PEN International and English PEN are extremely concerned by allegations by Edward Snowden that human rights organisations have been specifically targeted by the British and US spy agencies’ mass surveillance programmes. These allegations came in testimony on 8 April 2014 before the Parliamentary Assembly of the Council of Europe (PACE).
Speaking via video conference at a parliamentary hearing on mass surveillance in Strasbourg, Snowden stated that ‘the NSA has in fact specifically targeted the communications of either leaders or staff members in a number of purely civil or human rights organizations […] including domestically within the borders of the United States.’
“The spectre of governmental monitoring of the private communications of human rights organizations is deeply troubling, counterproductive, and potentially dangerous,” said Marian Botsford Fraser, Chair of PEN International’s Writers in Prison Committee.
“PEN works to protect the rights of highly vulnerable writers, journalists and human rights defenders throughout the world, and the success of our efforts, and the safety of those we serve, depend on guarantees of privacy and confidentiality.”
By monitoring and storing the communications of human rights organizations such as PEN, the United States and Britain are targeting a community that is dedicated to promoting the very rights those nations espouse domestically and internationally, and undermining the ability of these organizations, and those they support and serve, to carry out their essential work.
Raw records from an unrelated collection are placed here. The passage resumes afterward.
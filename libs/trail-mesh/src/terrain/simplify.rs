//! Lossy grid decimation for low-detail builds.
//!
//! Vertices are bucketed into a uniform grid of roughly `target` cells.
//! A cell whose elevation range exceeds the threshold keeps its lowest and
//! highest vertex; any other cell keeps its first vertex. Output keeps the
//! input order, so the result depends only on the input and the target.

use std::collections::HashMap;

use super::ScaledVertex;

#[derive(Debug, Clone, Copy)]
struct Cell {
    first: usize,
    min: usize,
    max: usize,
}

/// Reduces `vertices` to about `target` representatives.
///
/// Inputs already at or below `target`, or with no planar extent, are
/// returned unchanged.
pub fn simplify(vertices: &[ScaledVertex], target: usize, threshold: f64) -> Vec<ScaledVertex> {
    if target == 0 || vertices.len() <= target {
        return vertices.to_vec();
    }

    let (mut min_x, mut max_x) = (f64::INFINITY, f64::NEG_INFINITY);
    let (mut min_y, mut max_y) = (f64::INFINITY, f64::NEG_INFINITY);
    for v in vertices {
        min_x = min_x.min(v.position.x);
        max_x = max_x.max(v.position.x);
        min_y = min_y.min(v.position.y);
        max_y = max_y.max(v.position.y);
    }

    let area = (max_x - min_x) * (max_y - min_y);
    if !(area > 0.0 && area.is_finite()) {
        return vertices.to_vec();
    }
    let cell_size = (area / target as f64).sqrt();

    let mut cells: HashMap<(i64, i64), Cell> = HashMap::new();
    for (i, v) in vertices.iter().enumerate() {
        let key = (
            ((v.position.x - min_x) / cell_size).floor() as i64,
            ((v.position.y - min_y) / cell_size).floor() as i64,
        );
        let cell = cells.entry(key).or_insert(Cell {
            first: i,
            min: i,
            max: i,
        });
        if v.position.z < vertices[cell.min].position.z {
            cell.min = i;
        }
        if v.position.z > vertices[cell.max].position.z {
            cell.max = i;
        }
    }

    let mut keep = vec![false; vertices.len()];
    for cell in cells.values() {
        let range = vertices[cell.max].position.z - vertices[cell.min].position.z;
        if range > threshold {
            keep[cell.min] = true;
            keep[cell.max] = true;
        } else {
            keep[cell.first] = true;
        }
    }

    vertices
        .iter()
        .zip(keep)
        .filter_map(|(v, kept)| kept.then_some(*v))
        .collect()
}
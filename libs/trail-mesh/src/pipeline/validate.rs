//! Request preconditions, checked before any geometry work.

use config::constants::{MAX_ELEVATION_MULTIPLIER, MAX_MODEL_WIDTH, MIN_MODEL_WIDTH, MIN_TRACK_POINTS};
use pipeline_types::BuildRequest;

use crate::error::{BuildError, BuildResult};

/// Rejects requests that cannot produce a model.
///
/// # Errors
///
/// [`BuildError::InvalidInput`] when:
/// - the grid is empty or the track has fewer than two points
/// - the width is outside `MIN_MODEL_WIDTH..=MAX_MODEL_WIDTH`
/// - the multiplier is outside `(0, MAX_ELEVATION_MULTIPLIER]`
/// - a coordinate, the rotation or the platform height is not finite
pub fn validate_request(request: &BuildRequest) -> BuildResult<()> {
    if request.grid.is_empty() {
        return Err(BuildError::invalid_input("no elevation grid samples"));
    }
    if request.track.len() < MIN_TRACK_POINTS {
        return Err(BuildError::invalid_input(format!(
            "track needs at least {MIN_TRACK_POINTS} points, got {}",
            request.track.len()
        )));
    }
    if !(MIN_MODEL_WIDTH..=MAX_MODEL_WIDTH).contains(&request.width) {
        return Err(BuildError::invalid_input(format!(
            "model width {} is outside {MIN_MODEL_WIDTH}..={MAX_MODEL_WIDTH}",
            request.width
        )));
    }
    let multiplier = request.elevation_multiplier;
    if !(multiplier > 0.0 && multiplier <= MAX_ELEVATION_MULTIPLIER) {
        return Err(BuildError::invalid_input(format!(
            "elevation multiplier {multiplier} is outside (0, {MAX_ELEVATION_MULTIPLIER}]"
        )));
    }
    if !request.rotation_degrees.is_finite() {
        return Err(BuildError::invalid_input("rotation must be finite"));
    }
    if let Some(height) = request.platform_height {
        if !(height > 0.0 && height.is_finite()) {
            return Err(BuildError::invalid_input(format!(
                "platform height {height} must be positive"
            )));
        }
    }
    if let Some(i) = request.grid.iter().position(|s| !s.point().is_finite()) {
        return Err(BuildError::invalid_input(format!(
            "grid sample {i} has a non-finite coordinate"
        )));
    }
    if let Some(i) = request.track.iter().position(|s| !s.point().is_finite()) {
        return Err(BuildError::invalid_input(format!(
            "track point {i} has a non-finite coordinate"
        )));
    }
    Ok(())
}
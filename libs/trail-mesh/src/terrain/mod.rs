//! # Terrain Triangulator
//!
//! Filters grid samples into the model outline, scales them into output
//! units and triangulates the planar point set.
//!
//! ## Pipeline
//!
//! ```text
//! GridSample ─► project ─► Shape::contains ─► ScaledVertex ─► Delaunay
//!                                                 │
//!                                     (low detail) simplify
//! ```
//!
//! Triangles are normalized to counter-clockwise order seen from above, so
//! the surface's authored normals face up. The hull is counter-clockwise as
//! well.

pub mod simplify;

use crate::mesh::Mesh;
use crate::projection::{ElevationScale, PointProjector};
use crate::shape::Shape;
use glam::{DVec2, DVec3};
use pipeline_types::GridSample;
use robust::Coord;

pub use simplify::simplify;

/// A grid sample inside the outline, in output units.
///
/// `original_index` is the sample's identity from [`GridSample`]; it is
/// never reassigned.
#[derive(Debug, Clone, Copy, PartialEq)]
pub struct ScaledVertex {
    pub position: DVec3,
    pub original_index: usize,
}

impl ScaledVertex {
    pub fn new(position: DVec3, original_index: usize) -> Self {
        Self {
            position,
            original_index,
        }
    }

    pub fn xy(&self) -> DVec2 {
        self.position.truncate()
    }
}

/// Projects, filters and scales grid samples.
///
/// Samples outside `shape` (tested in the unrotated local frame) or with
/// non-finite coordinates are dropped. Survivors keep their input order.
pub fn scale_samples(
    grid: &[GridSample],
    shape: &Shape,
    projector: &PointProjector,
    elevation: &ElevationScale,
) -> Vec<ScaledVertex> {
    grid.iter()
        .filter(|s| s.point().is_finite())
        .filter_map(|s| {
            let local = projector.geo_to_local(s.point());
            shape.contains(local).then(|| {
                ScaledVertex::new(local.extend(elevation.z(s.elevation)), s.original_index())
            })
        })
        .collect()
}

/// Planar Delaunay triangulation of scaled vertices.
///
/// Every index in `triangles` and `hull` is an offset into `vertices`.
#[derive(Debug, Clone, Default, PartialEq)]
pub struct Triangulation {
    vertices: Vec<ScaledVertex>,
    triangles: Vec<[usize; 3]>,
    hull: Vec<usize>,
}

impl Triangulation {
    /// Triangulates the `(x, y)` projection of `vertices`.
    ///
    /// Fewer than three distinct, non-collinear points yield no triangles
    /// and an empty hull.
    ///
    /// # Example
    ///
    /// ```rust
    /// use trail_mesh::terrain::{ScaledVertex, Triangulation};
    /// use glam::DVec3;
    ///
    /// let tri = Triangulation::from_vertices(vec![
    ///     ScaledVertex::new(DVec3::new(0.0, 0.0, 10.0), 0),
    ///     ScaledVertex::new(DVec3::new(10.0, 0.0, 20.0), 1),
    ///     ScaledVertex::new(DVec3::new(5.0, 10.0, 30.0), 2),
    /// ]);
    /// assert_eq!(tri.triangle_count(), 1);
    /// assert_eq!(tri.hull().len(), 3);
    /// ```
    pub fn from_vertices(vertices: Vec<ScaledVertex>) -> Self {
        if vertices.len() < 3 {
            return Self {
                vertices,
                ..Self::default()
            };
        }

        let points: Vec<delaunator::Point> = vertices
            .iter()
            .map(|v| delaunator::Point {
                x: v.position.x,
                y: v.position.y,
            })
            .collect();
        let delaunay = delaunator::triangulate(&points);

        let mut triangles = Vec::with_capacity(delaunay.triangles.len() / 3);
        for c in delaunay.triangles.chunks_exact(3) {
            let orientation = orient(&vertices, c[0], c[1], c[2]);
            if orientation > 0.0 {
                triangles.push([c[0], c[1], c[2]]);
            } else if orientation < 0.0 {
                triangles.push([c[0], c[2], c[1]]);
            }
        }

        let mut hull = if triangles.is_empty() {
            Vec::new()
        } else {
            delaunay.hull
        };
        if hull_signed_area(&vertices, &hull) < 0.0 {
            hull.reverse();
        }

        Self {
            vertices,
            triangles,
            hull,
        }
    }

    pub fn vertices(&self) -> &[ScaledVertex] {
        &self.vertices
    }

    pub fn vertex(&self, index: usize) -> &ScaledVertex {
        &self.vertices[index]
    }

    pub fn triangles(&self) -> &[[usize; 3]] {
        &self.triangles
    }

    /// Ordered, cyclic boundary (counter-clockwise).
    pub fn hull(&self) -> &[usize] {
        &self.hull
    }

    pub fn triangle_count(&self) -> usize {
        self.triangles.len()
    }

    pub fn is_empty(&self) -> bool {
        self.triangles.is_empty()
    }

    pub fn triangle_positions(&self, index: usize) -> [DVec3; 3] {
        let [a, b, c] = self.triangles[index];
        [
            self.vertices[a].position,
            self.vertices[b].position,
            self.vertices[c].position,
        ]
    }

    /// Lowest and highest vertex z, or `None` without vertices.
    ///
    /// Single pass over the vertex array.
    pub fn z_range(&self) -> Option<(f64, f64)> {
        let first = self.vertices.first()?.position.z;
        let mut min_z = first;
        let mut max_z = first;
        for v in &self.vertices[1..] {
            let z = v.position.z;
            if z < min_z {
                min_z = z;
            }
            if z > max_z {
                max_z = z;
            }
        }
        Some((min_z, max_z))
    }

    /// Surface mesh: one triangle per Delaunay triangle, normals up.
    pub fn to_mesh(&self) -> Mesh {
        let vertices = self.vertices.iter().map(|v| v.position).collect();
        let triangles = self
            .triangles
            .iter()
            .map(|t| [t[0] as u32, t[1] as u32, t[2] as u32])
            .collect();
        Mesh::from_parts(vertices, triangles)
    }
}

/// A triangulated terrain with its vertical extents.
#[derive(Debug, Clone, PartialEq)]
pub struct TerrainSurface {
    pub triangulation: Triangulation,
    pub min_z: f64,
    pub max_z: f64,
    /// Always `min_z - base_thickness`.
    pub base_z: f64,
}

impl TerrainSurface {
    /// Returns `None` when the triangulation has no vertices.
    pub fn new(triangulation: Triangulation, base_thickness: f64) -> Option<Self> {
        let (min_z, max_z) = triangulation.z_range()?;
        Some(Self {
            triangulation,
            min_z,
            max_z,
            base_z: min_z - base_thickness,
        })
    }
}

fn coord(v: &ScaledVertex) -> Coord<f64> {
    Coord {
        x: v.position.x,
        y: v.position.y,
    }
}

fn orient(vertices: &[ScaledVertex], a: usize, b: usize, c: usize) -> f64 {
    robust::orient2d(
        coord(&vertices[a]),
        coord(&vertices[b]),
        coord(&vertices[c]),
    )
}

fn hull_signed_area(vertices: &[ScaledVertex], hull: &[usize]) -> f64 {
    let ring: Vec<DVec2> = hull.iter().map(|&i| vertices[i].xy()).collect();
    crate::shape::signed_area(&ring)
}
“Edward Snowden’s revelations have demonstrated the lack of expected safeguards for privacy and freedom of expression in our democracy. The targeting of human rights groups confirms our worst fears: reform of legislation to provide effective oversight and protection for our rights is overdue,” said Director of English PEN, Jo Glanville.
PEN strongly condemns the exploitation by governments of digital technologies to spy on human rights organisations and individuals and believes ‘all persons have the right to be free from government surveillance of digital media’ as enshrined in the International Covenant on Civil and Political Rights (ICCPR) and the PEN Declaration on Digital Freedom. PEN is concerned that the surveillance Edward Snowden described not only violates basic free expression norms but also threatens the very structures that seek to safeguard and advance those rights.
PEN calls for the US and UK Governments to undertake an investigation into these allegations and to immediately cease any illegitimate surveillance of human rights organisations and individual writers as per the standards laid out in the Necessary and Proportionate Principles.